Yooma is a private corporation, incorporated under the laws of the Province of Ontario in 2019, with its corporate headquarters in Toronto, Ontario. Through its wholly-owned subsidiary, Entertainment Direct Asia Ltd. ("EDA"), and EDA-owned entities based in China and Japan, management of Yooma intends to leverage the success and experience of its senior managers to build Yooma's business into one of Asia's leading cannabinoid (CBD) products social commerce companies through the distribution and sale of CBD beauty and skincare products via a strategically curated network of sales channels. Yooma has assembled a strong international team of multicultural industry professionals with extensive experience in digital marketing, ecommerce and social media in the pan-Asian region, with particular depth in the Chinese ecommerce market having launched in excess of 100 brands in China over the past eight years.

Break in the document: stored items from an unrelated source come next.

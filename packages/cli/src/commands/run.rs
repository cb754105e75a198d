use crate::config;
use crate::script::{self, Step};
use crate::slicer::SimulatedSlicer;
use anyhow::Result;
use clap::Args;
use colored::Colorize;
use plater_editor::{
    CompletionEvent, EditorError, Engine, JumpTarget, NotificationKind, NotificationSink, Project,
    ProjectConfig, ProjectEvent, RunOutcome, WorkerEngine,
};
use std::path::PathBuf;
use std::time::Duration;
use tokio::sync::broadcast::{self, error::TryRecvError};
use tokio::time::{sleep_until, Instant};

#[derive(Debug, Args)]
pub struct RunArgs {
    /// Edit script to replay
    pub script: PathBuf,

    /// Config file (defaults to plater.config.json in the working directory)
    #[arg(short, long)]
    pub config: Option<PathBuf>,

    /// Simulated slicing time per layer, in milliseconds
    #[arg(long, default_value_t = 2)]
    pub layer_ms: u64,
}

/// Prints notifications as they arrive
#[derive(Debug, Default)]
struct ConsoleSink;

impl NotificationSink for ConsoleSink {
    fn push_error(&mut self, text: &str, jump: Option<JumpTarget>) {
        match jump {
            Some(JumpTarget::Object(object)) => {
                println!("    {} {} ({})", "✗".red(), text.red(), object)
            }
            Some(JumpTarget::Option(key)) => {
                println!("    {} {} (option {})", "✗".red(), text.red(), key)
            }
            None => println!("    {} {}", "✗".red(), text.red()),
        }
    }

    fn push_warning(&mut self, text: &str) {
        println!("    {} {}", "⚠️".yellow(), text.yellow());
    }

    fn clear(&mut self, kind: NotificationKind) {
        tracing::debug!("cleared {:?} notifications", kind);
    }
}

type CliProject = Project<WorkerEngine<SimulatedSlicer>, ConsoleSink>;

pub fn run(args: RunArgs, cwd: &str) -> Result<()> {
    let config = config::load(cwd, args.config.as_deref())?;
    let script_path = PathBuf::from(cwd).join(&args.script);
    let steps = script::load(&script_path)?;

    // The project must live on the thread that drives it
    let runtime = tokio::runtime::Builder::new_current_thread()
        .enable_all()
        .build()?;
    runtime.block_on(replay(config, steps, Duration::from_millis(args.layer_ms)))
}

async fn replay(config: ProjectConfig, steps: Vec<Step>, layer_time: Duration) -> Result<()> {
    let engine = WorkerEngine::new(SimulatedSlicer::new(layer_time));
    let mut project: CliProject = Project::new(config, engine, ConsoleSink);
    let mut events = project.subscribe();

    println!(
        "{}",
        format!("▶ Replaying {} steps...", steps.len()).bright_blue().bold()
    );

    let mut skipped = 0;
    for (i, step) in steps.iter().enumerate() {
        println!("{} {}", format!("[{:>3}]", i + 1).dimmed(), step.describe());

        match step {
            Step::Wait => settle(&mut project, &mut events).await,
            Step::History => print_history(&project),
            _ => {
                if let Err(err) = step.apply(&mut project) {
                    let busy = err
                        .downcast_ref::<EditorError>()
                        .map_or(false, EditorError::is_busy);
                    if busy {
                        println!("    {} busy, skipped", "…".yellow());
                    } else {
                        println!("    {} {}", "✗".red(), err);
                    }
                    skipped += 1;
                }
            }
        }
        print_events(&mut events);
    }

    settle(&mut project, &mut events).await;
    print_summary(&project, skipped);
    Ok(())
}

enum Wake {
    Completion(Option<CompletionEvent>),
    Deadline,
}

/// Drive debounced updates and completions until nothing is pending
async fn settle<E: Engine, N: NotificationSink>(
    project: &mut Project<E, N>,
    events: &mut broadcast::Receiver<ProjectEvent>,
) {
    loop {
        let busy = project.is_busy();
        let deadline = project.next_deadline();
        if !busy && deadline.is_none() {
            return;
        }

        let wake_at = deadline.map_or_else(Instant::now, Instant::from_std);
        let wake = tokio::select! {
            event = project.recv_completion(), if busy => Wake::Completion(event),
            _ = sleep_until(wake_at), if deadline.is_some() => Wake::Deadline,
        };

        match wake {
            Wake::Completion(Some(event)) => {
                project.handle_completion(event);
            }
            Wake::Completion(None) => {
                tracing::warn!("completion queue closed");
                return;
            }
            Wake::Deadline => {
                project.poll();
            }
        }
        print_events(events);
    }
}

fn print_events(events: &mut broadcast::Receiver<ProjectEvent>) {
    loop {
        let event = match events.try_recv() {
            Ok(event) => event,
            Err(TryRecvError::Lagged(missed)) => {
                tracing::warn!("missed {} project events", missed);
                continue;
            }
            Err(_) => return,
        };

        match event {
            ProjectEvent::SnapshotTaken { id, name } => {
                println!("    {} {} \"{}\"", "●".cyan(), id, name)
            }
            ProjectEvent::HistoryRestored { id, name } => {
                println!("    {} {} \"{}\"", "↺".cyan(), id, name)
            }
            ProjectEvent::SessionEntered { name } => println!("    {} {}", "»".cyan(), name),
            ProjectEvent::SessionLeft { name, changed } => {
                let note = if changed { "" } else { " (no changes)" };
                println!("    {} {}{}", "«".cyan(), name, note)
            }
            ProjectEvent::SlicingBegan { plate } => {
                println!("    {} slicing {}", "⚙".bright_blue(), plate)
            }
            ProjectEvent::SliceCompleted { plate, outcome } => match outcome {
                RunOutcome::Finished => println!("    {} {} sliced", "✓".green(), plate),
                RunOutcome::Cancelled => println!("    {} {} cancelled", "■".yellow(), plate),
                RunOutcome::Failed { .. } => println!("    {} {} failed", "✗".red(), plate),
            },
            ProjectEvent::DirtyChanged(dirty) => tracing::debug!("dirty: {}", dirty),
            ProjectEvent::PlateSelected(plate) => tracing::debug!("selected {}", plate),
            ProjectEvent::RefreshScene | ProjectEvent::RefreshPreview => {}
        }
    }
}

fn print_history(project: &CliProject) {
    for entry in project.history_entries() {
        let marker = if entry.is_active { "▶" } else { " " };
        println!(
            "    {} {} {:<36} {}",
            marker.green(),
            entry.id.to_string().dimmed(),
            entry.name,
            format!("{:?}", entry.kind).dimmed()
        );
    }
}

fn print_summary(project: &CliProject, skipped: usize) {
    println!();
    println!("{}", "Plates:".bold());
    for plate in project.plates().plates() {
        let state = if plate.slice_valid {
            "sliced".green()
        } else if plate.apply_result_invalid {
            "invalid".red()
        } else {
            "not sliced".yellow()
        };
        println!(
            "  {} {:<12} {} objects, {}",
            if plate.index == project.plates().current() { "▶" } else { " " },
            plate.name,
            plate.objects().count(),
            state
        );
    }

    println!();
    println!(
        "{} objects, {} history entries, {}",
        project.document().len(),
        project.history_entries().len(),
        if project.is_dirty() {
            "unsaved changes".yellow()
        } else {
            "saved".green()
        }
    );
    if skipped > 0 {
        println!("{} {} steps skipped", "⚠️".yellow(), skipped);
    }
    println!("{}", "✨ Done".green().bold());
}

Yooma recently raised US$5.1 million through a financing completed in May 2020 at a price of US$0.65 per share (the "May Financing").
Subject to regulatory and shareholder approval, and the satisfaction of other conditions precedent, the Company intends to acquire all of the issued and outstanding securities of Yooma (collectively, the "Yooma Securities") from the holders of the Yooma Securities (collectively, the "Yooma Securityholders") for aggregate consideration of approximately US$25 million. The consideration will be paid by issuing common shares of the Company to the Yooma Securityholders at a price per share (the "Share Price") calculated by dividing the value of all assets remaining in the Company on closing (including cash and cash-equivalents), plus US$500,000, by the number of issued and outstanding common shares of the Company, on a fully-diluted basis, on the date of the closing. The Company estimates that it will hold cash and cash equivalents of no less than US$4,500 000 by the closing date of the Transaction.

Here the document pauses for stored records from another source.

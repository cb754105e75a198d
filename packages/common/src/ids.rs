//! Stable integer handles.
//!
//! Objects, instances, plates and snapshots refer to each other through
//! these ids instead of references, so any structure holding them can be
//! cloned into a snapshot without touching the rest of the graph.

use serde::{Deserialize, Serialize};
use std::fmt;

macro_rules! id_type {
    ($(#[$meta:meta])* $name:ident($inner:ty), $prefix:literal) => {
        $(#[$meta])*
        #[derive(
            Debug, Clone, Copy, PartialEq, Eq, PartialOrd, Ord, Hash, Default, Serialize, Deserialize,
        )]
        #[serde(transparent)]
        pub struct $name(pub $inner);

        impl $name {
            pub fn get(self) -> $inner {
                self.0
            }
        }

        impl fmt::Display for $name {
            fn fmt(&self, f: &mut fmt::Formatter<'_>) -> fmt::Result {
                write!(f, concat!($prefix, "{}"), self.0)
            }
        }

        impl From<$inner> for $name {
            fn from(value: $inner) -> Self {
                $name(value)
            }
        }
    };
}

id_type!(
    /// Model object handle, allocated by the document arena
    ObjectId(u64),
    "object#"
);

id_type!(
    /// Instance handle, unique within its owning object
    InstanceId(u32),
    "instance#"
);

id_type!(
    /// Position of a plate in the plate list
    PlateIndex(usize),
    "plate#"
);

id_type!(
    /// Monotonic snapshot timestamp, unique across both history stacks
    SnapshotId(u64),
    "snapshot#"
);

impl PlateIndex {
    pub fn index(self) -> usize {
        self.0
    }
}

The terms of the Yooma Transaction contemplate that, with the exception of cash and cash-equivalents, the Company's existing business, assets and liabilities, including its technology venture subsidiaries and their intellectual property, its interest in Flexiti Financial Inc. and its affiliates and some or all of its technology investments will, subject to regulatory and shareholder approval, be transferred to a third-party that is to be determined, with the value of such assets captured or distributed to the shareholders of the Company immediately prior to the Transaction (the "Spin-Off").
The Company and Socati will rationalize their equity incentive plans, any equity incentives issued under such plans and all other outstanding convertible securities to create one or more post-Transaction equity incentive plans in the Resulting Issuer to properly incentivize management, directors and key employees.

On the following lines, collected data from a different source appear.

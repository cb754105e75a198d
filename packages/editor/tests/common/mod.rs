//! Shared fixtures: a scripted engine the tests drive by hand.

#![allow(dead_code)]

use plater_editor::{
    ApplyStatus, CompletionEvent, CompletionSender, Engine, Mutation, ObjectId, PlateIndex,
    PlateInput, Project, ProjectConfig, RecordingSink, RunOutcome, RunTicket, UpdateStatus,
    ValidationReport,
};
use std::collections::{BTreeMap, VecDeque};

/// Engine whose answers are set by the test and whose runs only finish
/// when the test calls [`ScriptedEngine::complete`].
#[derive(Default)]
pub struct ScriptedEngine {
    /// Forced answers for the next `apply` calls
    pub apply_results: VecDeque<ApplyStatus>,
    pub report: ValidationReport,
    pub finished: bool,
    pub running: bool,

    pub apply_calls: usize,
    pub validate_calls: usize,
    pub start_calls: usize,
    pub stop_calls: usize,
    /// `start` called while a run was active
    pub overlapping_starts: usize,

    pub last_input: Option<PlateInput>,
    pub ticket: Option<RunTicket>,
    /// Input of the last successful run per plate
    results: BTreeMap<PlateIndex, PlateInput>,
    pending: bool,
    tx: Option<CompletionSender>,
}

impl ScriptedEngine {
    /// Post the terminal event of the current run
    pub fn complete(&mut self, outcome: RunOutcome) -> bool {
        if !self.pending {
            return false;
        }
        let (Some(ticket), Some(tx)) = (self.ticket, self.tx.as_ref()) else {
            return false;
        };
        self.pending = false;
        if outcome.is_success() {
            self.finished = true;
            if let Some(input) = &self.last_input {
                self.results.insert(input.plate, input.clone());
            }
        }
        tx.try_send(CompletionEvent { ticket, outcome }).is_ok()
    }
}

impl Engine for ScriptedEngine {
    fn bind(&mut self, completions: CompletionSender) {
        self.tx = Some(completions);
    }

    fn apply(&mut self, input: PlateInput) -> ApplyStatus {
        self.apply_calls += 1;
        let status = self.apply_results.pop_front().unwrap_or_else(|| {
            if self.last_input.as_ref() == Some(&input) {
                ApplyStatus::Unchanged
            } else {
                ApplyStatus::Invalidated
            }
        });
        if status == ApplyStatus::Invalidated {
            self.finished = false;
        }
        self.last_input = Some(input);
        status
    }

    fn empty(&self) -> bool {
        self.last_input.as_ref().map_or(true, |i| i.is_empty())
    }

    fn validate(&self) -> ValidationReport {
        self.report.clone()
    }

    fn start(&mut self, ticket: RunTicket) -> bool {
        self.start_calls += 1;
        if self.running || self.pending {
            self.overlapping_starts += 1;
            return false;
        }
        self.running = true;
        self.pending = true;
        self.ticket = Some(ticket);
        true
    }

    fn stop(&mut self) {
        self.stop_calls += 1;
        self.running = false;
    }

    fn running(&self) -> bool {
        self.running
    }

    fn finished(&self) -> bool {
        self.finished
    }

    fn holds_result(&self, input: &PlateInput) -> bool {
        self.results.get(&input.plate) == Some(input)
    }

    fn current_plate(&self) -> Option<PlateIndex> {
        self.last_input.as_ref().map(|i| i.plate)
    }
}

pub type TestProject = Project<ScriptedEngine, RecordingSink>;

pub fn project() -> TestProject {
    Project::new(
        ProjectConfig::default(),
        ScriptedEngine::default(),
        RecordingSink::new(),
    )
}

pub fn add_object(project: &mut TestProject, name: &str) -> ObjectId {
    project
        .apply(Mutation::AddObject {
            name: name.to_string(),
            instances: 1,
        })
        .unwrap()
        .created
        .unwrap()
}

/// Run the debounced update as if its deadline just passed
pub fn fire_debounce(project: &mut TestProject) -> Option<UpdateStatus> {
    let deadline = project.next_deadline()?;
    project.poll_at(deadline)
}

/// Complete the running job and fold the event in
pub fn finish_run(project: &mut TestProject, outcome: RunOutcome) {
    assert!(project.engine_mut().complete(outcome));
    assert_eq!(project.drain_completions(), 1);
}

The Yooma Transaction is subject to conditions precedent (the "Conditions") substantively similar to those provided for in the Socati RTO, including but not limited to: (i) the Company continuing to be listed on the TSX Venture Exchange (the "Exchange"); (ii) director and shareholder approval for both Yooma and the Company; (iii) receipt of any necessary Exchange, regulatory and third-party approvals or consents; (iv) no material adverse change in either the Company or Yooma between the date of the LOI and the closing of the Yooma Transaction; (v) the Company holding cash and cash-equivalents of no less than US$4,500,000 on closing of the Yooma Transaction; (vi) completion of the pre-closing matters described above, (vii) the completion of the Socati RTO; (viii) the completion of the Spin-Off on terms satisfactory to the parties, acting reasonably; and (ix) other conditions typical for a transaction of this nature.
No insider of the Company, or any of their associates or affiliates, has any material interest, direct or indirect, in the Yooma Transaction other than in connection with the entitlement of such insiders who are shareholders of the Company to receive shares of the Resulting Issuer on the same basis as other shareholders of the Company, and Mr. Lacavera as a potential director of the Resulting Issuer. No finder fee will be paid in connection with the Yooma Transaction.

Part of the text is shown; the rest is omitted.